Posted by ClearSkies on January 24, 2006, at 12:48:48
In reply to Re: Called my T and asked for appt » fallsfall, posted by ClearSkies on January 23, 2006, at 22:16:46
and of course i feel better somewhat today. if i feel better does that mean i don't need to see her? so confused. i used to have good days, bad days, i could take one or the other knowing it was transitory, feelings circle around again.
but being confused, getting words mixed up, this is different and scary. don't even have anxiety, but a big hollowness instead. i want to sit and read a book but the words zip past my eyes and don't register on my brain. i can't even watch tv, bunch of stuff i am not interested in.i feel silly about calling my t when i felt so badly and now i'm like, ok. but not ok. embarassed, who was that person yesterday? i guess this is disassociation, nothing too extreme, but not being able to even recall yesterday's emotions. i don't want to make a big deal out of this.

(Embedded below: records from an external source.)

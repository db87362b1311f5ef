//! Pool construction and store-availability tests.

use crate::{config::StoreConfig, db::DbPool, models::BenchmarkStatus};

use super::harness::{create_store, seed_benchmark};

#[tokio::test]
async fn test_from_sqlite_serves_cached_repos() {
    let pool = create_store().await;
    let id = seed_benchmark(&pool, BenchmarkStatus::InProgress).await;

    let db = DbPool::from_sqlite(pool);
    db.health_check().await.unwrap();

    let benchmarks = db.benchmarks().list().await.unwrap();
    assert_eq!(benchmarks.len(), 1);
    assert_eq!(benchmarks[0].id, id);
    assert!(db.prompts().find_search_flag_violations().await.unwrap().is_empty());
}

#[tokio::test]
async fn test_connect_creates_and_migrates_store_file() {
    let dir = tempfile::tempdir().unwrap();
    let mut config = StoreConfig::new(dir.path().join("bench.db"));
    config.create_if_missing = true;

    let db = DbPool::connect(&config).await.unwrap();
    db.run_migrations().await.unwrap();

    // The schema is in place: an empty store reconciles to nothing.
    assert!(db.benchmarks().list().await.unwrap().is_empty());

    sqlx::query("INSERT INTO benchmarks (id, status) VALUES (?, ?)")
        .bind(uuid::Uuid::new_v4().to_string())
        .bind("in-progress")
        .execute(db.pool())
        .await
        .unwrap();
    assert_eq!(db.benchmarks().list().await.unwrap().len(), 1);
}

#[tokio::test]
async fn test_connect_fails_on_missing_store() {
    let dir = tempfile::tempdir().unwrap();
    let config = StoreConfig::new(dir.path().join("absent.db"));

    // create_if_missing defaults to off; the orchestrator owns store creation.
    assert!(DbPool::connect(&config).await.is_err());
}
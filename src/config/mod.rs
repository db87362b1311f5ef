mod database;
mod pricing;

pub use database::StoreConfig;
pub use pricing::{CatalogOverrides, ConfigError};
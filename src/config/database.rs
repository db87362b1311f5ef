use std::path::PathBuf;

use serde::{Deserialize, Serialize};

/// Benchmark store (SQLite) connection configuration.
///
/// # Example Configuration
///
/// ```toml
/// [store]
/// path = "benchmarks.db"
/// max_connections = 5
/// ```
#[derive(Debug, Clone, Serialize, Deserialize)]
#[serde(deny_unknown_fields)]
pub struct StoreConfig {
    /// Path to the SQLite database file.
    pub path: PathBuf,

    #[serde(default = "default_max_connections")]
    pub max_connections: u32,

    /// The orchestrator owns the store; by default a missing file is an
    /// error rather than an empty database.
    #[serde(default)]
    pub create_if_missing: bool,

    #[serde(default = "default_wal_mode")]
    pub wal_mode: bool,

    #[serde(default = "default_busy_timeout_ms")]
    pub busy_timeout_ms: u64,
}

impl StoreConfig {
    pub fn new(path: impl Into<PathBuf>) -> Self {
        Self {
            path: path.into(),
            max_connections: default_max_connections(),
            create_if_missing: false,
            wal_mode: default_wal_mode(),
            busy_timeout_ms: default_busy_timeout_ms(),
        }
    }
}

fn default_max_connections() -> u32 {
    5
}

fn default_wal_mode() -> bool {
    true
}

fn default_busy_timeout_ms() -> u64 {
    5000
}
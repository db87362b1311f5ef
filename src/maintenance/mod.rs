//! On-demand maintenance passes over the benchmark store.
//!
//! Both passes are discrete batch jobs: no scheduler, no service loop. They
//! read ground truth, correct exactly one derived column each, and report
//! enough detail (affected ids, old/new values) to re-run safely.

mod repair;
mod status;

pub use repair::IntegrityRepair;
pub use status::StatusReconciler;
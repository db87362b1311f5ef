use serde::Serialize;
use uuid::Uuid;

/// Post-update verification row for one repaired prompt.
#[derive(Debug, Clone, Serialize, PartialEq, Eq)]
pub struct RepairedPrompt {
    pub prompt_id: Uuid,
    /// Flag value re-read after the batch update.
    pub web_search_used: bool,
    /// Length of the stored sources blob, for the audit trail.
    pub source_length: i64,
}

/// Report produced by a search-flag repair pass.
///
/// When `confirmed` is false the pass was a dry run: `updated` is zero and
/// `verified` is empty, and the store is untouched.
#[derive(Debug, Clone, Serialize)]
pub struct RepairReport {
    pub confirmed: bool,
    /// Prompt ids the pass targeted.
    pub targeted: Vec<Uuid>,
    /// Rows actually updated. Re-running on already-repaired rows still
    /// counts them; the update is idempotent.
    pub updated: usize,
    pub verified: Vec<RepairedPrompt>,
}
use std::sync::Arc;

use serde::{Deserialize, Serialize};
use thiserror::Error;

use super::catalog::{PricingCatalog, SearchContextTier};
use super::image::{ImageBreakdown, ImageCostCalculator};
use super::round_dp;

const TOKENS_PER_UNIT: f64 = 1_000_000.0;

/// Token costs round to 8 decimal places; image costs round to 4. The
/// asymmetry is preserved observed behavior, not a correction target.
const TOKEN_COST_DECIMALS: u32 = 8;

#[derive(Debug, Error)]
pub enum CostError {
    /// Caller contract violation: the usage sample cannot describe a real
    /// request.
    #[error("invalid usage sample: {0}")]
    InvalidUsage(String),
}

/// An image-generation request attached to a usage sample.
#[derive(Debug, Clone, Serialize, Deserialize, PartialEq)]
pub struct ImageRequest {
    pub provider_model: String,
    pub count: i64,
    pub size: String,
    pub quality: String,
}

/// Usage counters for one model call, as reported by the provider API.
#[derive(Debug, Clone, Default, Serialize, Deserialize, PartialEq)]
pub struct UsageSample {
    /// Input tokens billed at the full input rate.
    #[serde(default)]
    pub standard_input_tokens: u64,

    /// Input tokens eligible for the reduced cached rate.
    #[serde(default)]
    pub cached_input_tokens: u64,

    #[serde(default)]
    pub output_tokens: u64,

    #[serde(default)]
    pub search_queries: u64,

    #[serde(default)]
    pub search_context: SearchContextTier,

    #[serde(default, skip_serializing_if = "Option::is_none")]
    pub image_request: Option<ImageRequest>,
}

impl UsageSample {
    pub fn new(standard_input_tokens: u64, cached_input_tokens: u64, output_tokens: u64) -> Self {
        Self {
            standard_input_tokens,
            cached_input_tokens,
            output_tokens,
            ..Default::default()
        }
    }

    pub fn with_search(mut self, queries: u64, context: SearchContextTier) -> Self {
        self.search_queries = queries;
        self.search_context = context;
        self
    }

    pub fn with_images(mut self, request: ImageRequest) -> Self {
        self.image_request = Some(request);
        self
    }
}

/// Cost breakdown for one usage sample, in dollars.
///
/// Search fields are present only when the sample had search queries; image
/// fields only when it carried an image request. Every monetary field is
/// rounded independently to 8 decimal places exactly once, at output time;
/// `total_cost` sums the already-rounded sub-costs and is rounded after
/// summation.
#[derive(Debug, Clone, PartialEq, Serialize)]
pub struct CostBreakdown {
    pub standard_input_cost: f64,
    pub cached_input_cost: f64,
    pub output_cost: f64,

    #[serde(skip_serializing_if = "Option::is_none")]
    pub search_cost: Option<f64>,
    #[serde(skip_serializing_if = "Option::is_none")]
    pub search_queries: Option<u64>,
    #[serde(skip_serializing_if = "Option::is_none")]
    pub search_context: Option<SearchContextTier>,

    #[serde(skip_serializing_if = "Option::is_none")]
    pub image_generation_cost: Option<f64>,
    #[serde(skip_serializing_if = "Option::is_none")]
    pub image_generation: Option<ImageBreakdown>,

    pub total_cost: f64,
}

/// Combines token, search and image sub-costs into one breakdown.
///
/// Pure function of its inputs and the static catalog; holds no mutable
/// state and is safe to share across callers.
#[derive(Debug, Clone)]
pub struct CostEngine {
    catalog: Arc<PricingCatalog>,
    images: ImageCostCalculator,
}

impl CostEngine {
    pub fn new(catalog: Arc<PricingCatalog>) -> Self {
        let images = ImageCostCalculator::new(Arc::clone(&catalog));
        Self { catalog, images }
    }

    pub fn catalog(&self) -> &PricingCatalog {
        &self.catalog
    }

    /// Compute the cost breakdown for a usage sample.
    ///
    /// A model absent from the catalog silently uses the `default` entry:
    /// degraded accuracy, not an error.
    pub fn compute_cost(
        &self,
        model_name: &str,
        usage: &UsageSample,
    ) -> Result<CostBreakdown, CostError> {
        if let Some(request) = &usage.image_request {
            if request.provider_model.trim().is_empty() {
                return Err(CostError::InvalidUsage(
                    "image request has an empty provider_model".to_string(),
                ));
            }
        }

        let entry = self.catalog.lookup(model_name);

        let standard_input_cost = round_dp(
            usage.standard_input_tokens as f64 / TOKENS_PER_UNIT * entry.input_rate,
            TOKEN_COST_DECIMALS,
        );
        let cached_input_cost = round_dp(
            usage.cached_input_tokens as f64 / TOKENS_PER_UNIT
                * self.catalog.effective_cached_rate(entry),
            TOKEN_COST_DECIMALS,
        );
        let output_cost = round_dp(
            usage.output_tokens as f64 / TOKENS_PER_UNIT * entry.output_rate,
            TOKEN_COST_DECIMALS,
        );

        let mut total = standard_input_cost + cached_input_cost + output_cost;

        let (search_cost, search_queries, search_context) = if usage.search_queries > 0 {
            let per_query = self.catalog.search_rate(entry, usage.search_context);
            let cost = round_dp(usage.search_queries as f64 * per_query, TOKEN_COST_DECIMALS);
            total += cost;
            (Some(cost), Some(usage.search_queries), Some(usage.search_context))
        } else {
            (None, None, None)
        };

        let (image_generation_cost, image_generation) = match &usage.image_request {
            Some(request) => {
                let breakdown = self.images.compute(
                    &request.provider_model,
                    request.count,
                    &request.size,
                    &request.quality,
                );
                total += breakdown.total_cost;
                (Some(breakdown.total_cost), Some(breakdown))
            }
            None => (None, None),
        };

        Ok(CostBreakdown {
            standard_input_cost,
            cached_input_cost,
            output_cost,
            search_cost,
            search_queries,
            search_context,
            image_generation_cost,
            image_generation,
            total_cost: round_dp(total, TOKEN_COST_DECIMALS),
        })
    }

    /// Compute an image-only cost breakdown. Never fails; see
    /// [`ImageCostCalculator::compute`].
    pub fn compute_image_cost(
        &self,
        model_name: &str,
        count: i64,
        size: &str,
        quality: &str,
    ) -> ImageBreakdown {
        self.images.compute(model_name, count, size, quality)
    }
}
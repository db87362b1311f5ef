//! Test harness for store repository testing.
//!
//! Provides an in-memory SQLite pool with real migrations, plus seed helpers
//! that write rows the way the external orchestrator would. Seeding goes
//! through raw SQL on purpose: the repository interfaces never create rows.

use sqlx::SqlitePool;
use uuid::Uuid;

use crate::models::BenchmarkStatus;

/// Create an in-memory SQLite pool with migrations applied.
pub async fn create_store() -> SqlitePool {
    let pool = sqlx::sqlite::SqlitePoolOptions::new()
        .max_connections(1)
        .connect("sqlite::memory:")
        .await
        .expect("Failed to create in-memory SQLite pool");
    sqlx::migrate!("./migrations")
        .run(&pool)
        .await
        .expect("Failed to run migrations");
    pool
}

pub async fn seed_benchmark(pool: &SqlitePool, status: BenchmarkStatus) -> Uuid {
    let id = Uuid::new_v4();
    sqlx::query("INSERT INTO benchmarks (id, status) VALUES (?, ?)")
        .bind(id.to_string())
        .bind(status.as_str())
        .execute(pool)
        .await
        .expect("Failed to seed benchmark");
    id
}

pub async fn seed_run(pool: &SqlitePool, benchmark_id: Uuid, model_name: &str) -> Uuid {
    let id = Uuid::new_v4();
    sqlx::query("INSERT INTO runs (id, benchmark_id, model_name) VALUES (?, ?, ?)")
        .bind(id.to_string())
        .bind(benchmark_id.to_string())
        .bind(model_name)
        .execute(pool)
        .await
        .expect("Failed to seed run");
    id
}

pub async fn seed_prompt(
    pool: &SqlitePool,
    run_id: Uuid,
    score: Option<f64>,
    web_search_used: bool,
    web_search_sources: Option<&str>,
) -> Uuid {
    let id = Uuid::new_v4();
    sqlx::query(
        r#"
        INSERT INTO prompts (id, run_id, score, web_search_used, web_search_sources)
        VALUES (?, ?, ?, ?, ?)
        "#,
    )
    .bind(id.to_string())
    .bind(run_id.to_string())
    .bind(score)
    .bind(web_search_used)
    .bind(web_search_sources)
    .execute(pool)
    .await
    .expect("Failed to seed prompt");
    id
}

/// Read a benchmark's stored status directly, bypassing the repos.
pub async fn stored_status(pool: &SqlitePool, benchmark_id: Uuid) -> BenchmarkStatus {
    let status: String = sqlx::query_scalar("SELECT status FROM benchmarks WHERE id = ?")
        .bind(benchmark_id.to_string())
        .fetch_one(pool)
        .await
        .expect("Failed to read benchmark status");
    BenchmarkStatus::from_str(&status)
}

/// Read a prompt's stored flag directly, bypassing the repos.
pub async fn stored_search_flag(pool: &SqlitePool, prompt_id: Uuid) -> bool {
    sqlx::query_scalar("SELECT web_search_used FROM prompts WHERE id = ?")
        .bind(prompt_id.to_string())
        .fetch_one(pool)
        .await
        .expect("Failed to read prompt flag")
}
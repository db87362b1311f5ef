//! Shared store repository test infrastructure.
//!
//! Fast in-memory SQLite pools with real migrations, so every test runs
//! against the exact schema the orchestrator writes.

pub mod harness;
mod pool;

actually rereading these words make me see that this is depression. listlessness, apathy, crying, rage, confusion. again i wonder can therapy DO this to me, to myself? does it matter if this is biological or not, can therapy get me through this? give me stability, take away the swooping up and down of the moods that go from blue-white heat to bleakest blackness.
you know how you think of incredible ideas and things to do and you don't write them down so they evaporate? try to remember them and it is like trying to catch a rainbow, not there, never was there, just light refracting. that was my morning, now i am glum glum glum what a great word. you can see the upsidedown smiley face in the letters. glum.